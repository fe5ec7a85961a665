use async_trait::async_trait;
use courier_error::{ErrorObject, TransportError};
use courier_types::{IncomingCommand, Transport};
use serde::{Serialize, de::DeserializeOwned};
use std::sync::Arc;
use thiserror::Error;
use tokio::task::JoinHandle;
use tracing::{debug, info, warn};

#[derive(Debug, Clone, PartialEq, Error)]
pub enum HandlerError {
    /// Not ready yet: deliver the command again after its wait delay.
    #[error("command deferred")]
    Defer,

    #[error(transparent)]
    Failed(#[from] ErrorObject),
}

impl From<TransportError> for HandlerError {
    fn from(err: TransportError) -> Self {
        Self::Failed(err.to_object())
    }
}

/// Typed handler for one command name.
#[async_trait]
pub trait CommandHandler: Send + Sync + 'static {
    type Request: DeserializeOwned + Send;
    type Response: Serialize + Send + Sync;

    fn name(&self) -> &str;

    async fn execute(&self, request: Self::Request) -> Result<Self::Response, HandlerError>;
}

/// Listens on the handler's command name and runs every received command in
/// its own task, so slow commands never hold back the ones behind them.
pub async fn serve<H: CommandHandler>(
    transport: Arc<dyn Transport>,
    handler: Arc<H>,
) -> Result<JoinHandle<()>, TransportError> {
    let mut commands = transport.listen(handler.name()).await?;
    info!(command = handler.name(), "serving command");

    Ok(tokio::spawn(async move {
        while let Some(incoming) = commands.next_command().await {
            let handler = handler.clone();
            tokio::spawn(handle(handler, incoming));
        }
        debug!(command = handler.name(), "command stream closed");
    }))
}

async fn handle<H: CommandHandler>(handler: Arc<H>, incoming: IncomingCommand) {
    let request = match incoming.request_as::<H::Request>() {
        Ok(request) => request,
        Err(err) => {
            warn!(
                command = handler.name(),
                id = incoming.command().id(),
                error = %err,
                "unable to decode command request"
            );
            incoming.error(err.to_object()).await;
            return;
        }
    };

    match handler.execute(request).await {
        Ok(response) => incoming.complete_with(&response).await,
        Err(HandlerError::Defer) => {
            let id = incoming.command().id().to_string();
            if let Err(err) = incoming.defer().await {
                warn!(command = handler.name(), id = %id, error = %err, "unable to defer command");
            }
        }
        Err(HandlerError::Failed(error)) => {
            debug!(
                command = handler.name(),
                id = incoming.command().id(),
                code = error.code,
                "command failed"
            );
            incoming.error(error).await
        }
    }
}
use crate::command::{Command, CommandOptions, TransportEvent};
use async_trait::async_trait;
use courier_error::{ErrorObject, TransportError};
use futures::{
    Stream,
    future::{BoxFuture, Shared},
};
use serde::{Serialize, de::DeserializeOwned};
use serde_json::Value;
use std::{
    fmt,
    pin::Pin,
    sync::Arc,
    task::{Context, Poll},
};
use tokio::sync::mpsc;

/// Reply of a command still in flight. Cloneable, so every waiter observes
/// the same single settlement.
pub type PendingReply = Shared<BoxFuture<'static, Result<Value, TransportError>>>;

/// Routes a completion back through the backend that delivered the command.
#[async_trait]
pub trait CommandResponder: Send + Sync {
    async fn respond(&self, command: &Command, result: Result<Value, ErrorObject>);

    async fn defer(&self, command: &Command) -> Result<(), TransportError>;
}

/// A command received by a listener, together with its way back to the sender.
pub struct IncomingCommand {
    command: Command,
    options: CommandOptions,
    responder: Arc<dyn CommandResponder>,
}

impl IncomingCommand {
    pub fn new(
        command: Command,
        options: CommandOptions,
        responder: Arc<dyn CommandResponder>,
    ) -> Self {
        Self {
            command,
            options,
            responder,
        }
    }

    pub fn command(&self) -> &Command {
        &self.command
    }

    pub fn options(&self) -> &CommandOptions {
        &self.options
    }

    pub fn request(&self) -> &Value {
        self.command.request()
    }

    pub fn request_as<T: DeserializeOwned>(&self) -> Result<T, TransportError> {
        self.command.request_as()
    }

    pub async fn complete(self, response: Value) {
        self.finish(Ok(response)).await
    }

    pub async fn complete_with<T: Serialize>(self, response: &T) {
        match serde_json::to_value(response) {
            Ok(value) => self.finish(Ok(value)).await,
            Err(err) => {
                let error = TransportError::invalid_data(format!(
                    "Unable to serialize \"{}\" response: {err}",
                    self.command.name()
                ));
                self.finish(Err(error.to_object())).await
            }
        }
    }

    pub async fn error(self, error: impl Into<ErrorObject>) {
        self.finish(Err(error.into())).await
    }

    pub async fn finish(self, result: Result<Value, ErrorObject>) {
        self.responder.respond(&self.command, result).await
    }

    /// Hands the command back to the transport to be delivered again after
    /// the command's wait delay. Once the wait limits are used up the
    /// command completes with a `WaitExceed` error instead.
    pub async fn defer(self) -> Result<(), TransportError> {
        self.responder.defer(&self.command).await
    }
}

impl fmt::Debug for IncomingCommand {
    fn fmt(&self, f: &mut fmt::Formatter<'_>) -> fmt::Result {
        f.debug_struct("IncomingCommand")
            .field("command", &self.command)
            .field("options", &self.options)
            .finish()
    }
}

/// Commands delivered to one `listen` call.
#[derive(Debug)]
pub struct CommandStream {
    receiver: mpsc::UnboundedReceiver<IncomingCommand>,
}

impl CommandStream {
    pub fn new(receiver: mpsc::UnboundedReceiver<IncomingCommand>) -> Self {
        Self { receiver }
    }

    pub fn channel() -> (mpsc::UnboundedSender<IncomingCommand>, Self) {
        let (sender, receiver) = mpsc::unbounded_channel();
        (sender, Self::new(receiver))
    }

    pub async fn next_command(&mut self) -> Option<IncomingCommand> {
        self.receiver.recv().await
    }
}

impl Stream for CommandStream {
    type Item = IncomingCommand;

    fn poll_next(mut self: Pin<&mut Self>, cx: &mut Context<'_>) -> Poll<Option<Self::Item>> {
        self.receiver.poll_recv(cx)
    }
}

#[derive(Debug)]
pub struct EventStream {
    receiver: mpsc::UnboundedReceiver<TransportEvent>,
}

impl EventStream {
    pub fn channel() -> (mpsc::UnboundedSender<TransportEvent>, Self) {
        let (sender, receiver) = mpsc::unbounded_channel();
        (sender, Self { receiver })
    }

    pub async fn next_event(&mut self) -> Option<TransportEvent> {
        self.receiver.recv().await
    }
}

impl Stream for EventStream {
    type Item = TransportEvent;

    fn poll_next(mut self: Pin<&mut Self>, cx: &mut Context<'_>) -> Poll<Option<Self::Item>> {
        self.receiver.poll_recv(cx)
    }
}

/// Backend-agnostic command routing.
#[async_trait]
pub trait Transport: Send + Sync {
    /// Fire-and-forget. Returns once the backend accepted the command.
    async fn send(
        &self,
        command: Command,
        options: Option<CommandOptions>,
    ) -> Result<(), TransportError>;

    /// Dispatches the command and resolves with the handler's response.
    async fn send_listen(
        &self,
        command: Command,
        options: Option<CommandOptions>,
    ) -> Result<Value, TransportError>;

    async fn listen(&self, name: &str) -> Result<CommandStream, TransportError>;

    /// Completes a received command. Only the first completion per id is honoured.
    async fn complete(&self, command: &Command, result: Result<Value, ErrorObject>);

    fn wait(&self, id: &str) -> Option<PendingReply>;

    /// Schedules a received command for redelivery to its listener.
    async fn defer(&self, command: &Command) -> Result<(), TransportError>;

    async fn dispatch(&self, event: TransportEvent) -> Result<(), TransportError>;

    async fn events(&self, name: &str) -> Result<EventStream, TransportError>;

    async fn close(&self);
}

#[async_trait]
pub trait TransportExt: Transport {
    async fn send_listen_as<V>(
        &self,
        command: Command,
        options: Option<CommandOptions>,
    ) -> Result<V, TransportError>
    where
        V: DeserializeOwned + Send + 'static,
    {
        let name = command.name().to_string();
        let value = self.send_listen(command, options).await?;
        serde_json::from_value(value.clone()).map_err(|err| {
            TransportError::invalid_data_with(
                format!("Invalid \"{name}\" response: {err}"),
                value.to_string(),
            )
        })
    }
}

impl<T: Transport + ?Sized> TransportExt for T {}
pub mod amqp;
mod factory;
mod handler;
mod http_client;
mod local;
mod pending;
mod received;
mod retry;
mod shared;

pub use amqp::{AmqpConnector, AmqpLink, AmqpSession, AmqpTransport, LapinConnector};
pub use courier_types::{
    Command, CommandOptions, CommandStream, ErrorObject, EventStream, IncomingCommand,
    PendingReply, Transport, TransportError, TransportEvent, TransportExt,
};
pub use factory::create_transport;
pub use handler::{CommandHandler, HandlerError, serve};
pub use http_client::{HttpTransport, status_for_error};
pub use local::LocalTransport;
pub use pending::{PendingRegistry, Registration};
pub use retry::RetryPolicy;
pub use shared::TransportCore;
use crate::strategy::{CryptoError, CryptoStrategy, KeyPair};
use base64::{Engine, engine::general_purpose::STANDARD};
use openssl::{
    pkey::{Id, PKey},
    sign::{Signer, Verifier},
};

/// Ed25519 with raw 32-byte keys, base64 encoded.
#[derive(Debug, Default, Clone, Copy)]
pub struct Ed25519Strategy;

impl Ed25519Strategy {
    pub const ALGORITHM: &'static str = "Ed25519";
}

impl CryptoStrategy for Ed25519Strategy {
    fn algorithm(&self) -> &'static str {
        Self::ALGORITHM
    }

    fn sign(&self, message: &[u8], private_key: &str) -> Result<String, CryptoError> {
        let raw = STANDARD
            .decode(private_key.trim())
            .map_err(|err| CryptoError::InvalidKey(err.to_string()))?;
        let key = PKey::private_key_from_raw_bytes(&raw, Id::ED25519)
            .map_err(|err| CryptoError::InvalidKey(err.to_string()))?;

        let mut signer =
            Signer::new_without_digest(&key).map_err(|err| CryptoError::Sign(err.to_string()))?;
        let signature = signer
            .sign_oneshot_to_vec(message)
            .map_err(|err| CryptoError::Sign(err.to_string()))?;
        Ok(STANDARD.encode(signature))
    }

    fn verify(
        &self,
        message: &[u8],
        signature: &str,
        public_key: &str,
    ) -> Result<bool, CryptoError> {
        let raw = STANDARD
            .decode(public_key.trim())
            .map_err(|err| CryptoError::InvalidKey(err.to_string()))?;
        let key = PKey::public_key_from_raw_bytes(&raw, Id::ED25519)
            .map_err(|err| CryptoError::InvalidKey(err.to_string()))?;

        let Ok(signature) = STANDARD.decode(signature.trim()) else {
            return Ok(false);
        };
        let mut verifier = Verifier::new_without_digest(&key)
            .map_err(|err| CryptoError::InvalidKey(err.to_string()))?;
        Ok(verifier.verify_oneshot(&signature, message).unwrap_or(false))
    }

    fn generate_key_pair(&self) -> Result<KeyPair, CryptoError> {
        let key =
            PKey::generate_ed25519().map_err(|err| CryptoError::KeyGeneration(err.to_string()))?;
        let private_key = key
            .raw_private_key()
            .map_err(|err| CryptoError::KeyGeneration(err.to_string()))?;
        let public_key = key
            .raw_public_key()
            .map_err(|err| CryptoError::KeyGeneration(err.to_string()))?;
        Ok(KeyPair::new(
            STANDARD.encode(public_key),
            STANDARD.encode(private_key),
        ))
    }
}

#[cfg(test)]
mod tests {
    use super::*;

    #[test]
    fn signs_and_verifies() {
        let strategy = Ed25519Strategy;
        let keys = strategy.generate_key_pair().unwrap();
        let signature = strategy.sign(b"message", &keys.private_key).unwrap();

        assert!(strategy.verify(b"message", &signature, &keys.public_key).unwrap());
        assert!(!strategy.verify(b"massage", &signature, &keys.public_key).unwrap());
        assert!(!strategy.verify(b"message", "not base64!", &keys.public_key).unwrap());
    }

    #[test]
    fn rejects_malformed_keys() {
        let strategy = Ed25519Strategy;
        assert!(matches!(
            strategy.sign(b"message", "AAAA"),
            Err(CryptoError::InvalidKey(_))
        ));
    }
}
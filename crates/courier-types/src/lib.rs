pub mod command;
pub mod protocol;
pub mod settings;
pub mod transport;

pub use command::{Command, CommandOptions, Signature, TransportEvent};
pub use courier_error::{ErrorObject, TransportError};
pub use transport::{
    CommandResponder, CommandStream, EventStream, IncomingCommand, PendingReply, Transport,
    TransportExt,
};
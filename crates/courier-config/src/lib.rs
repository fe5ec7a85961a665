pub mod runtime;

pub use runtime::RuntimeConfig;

★ ★ ★ ★

Directions
Where a line in the records above includes the string "static", show it.

Answer box
pub trait CommandHandler: Send + Sync + 'static {
pub type PendingReply = Shared<BoxFuture<'static, Result<Value, TransportError>>>;
        V: DeserializeOwned + Send + 'static,
    pub const ALGORITHM: &'static str = "Ed25519";
    fn algorithm(&self) -> &'static str {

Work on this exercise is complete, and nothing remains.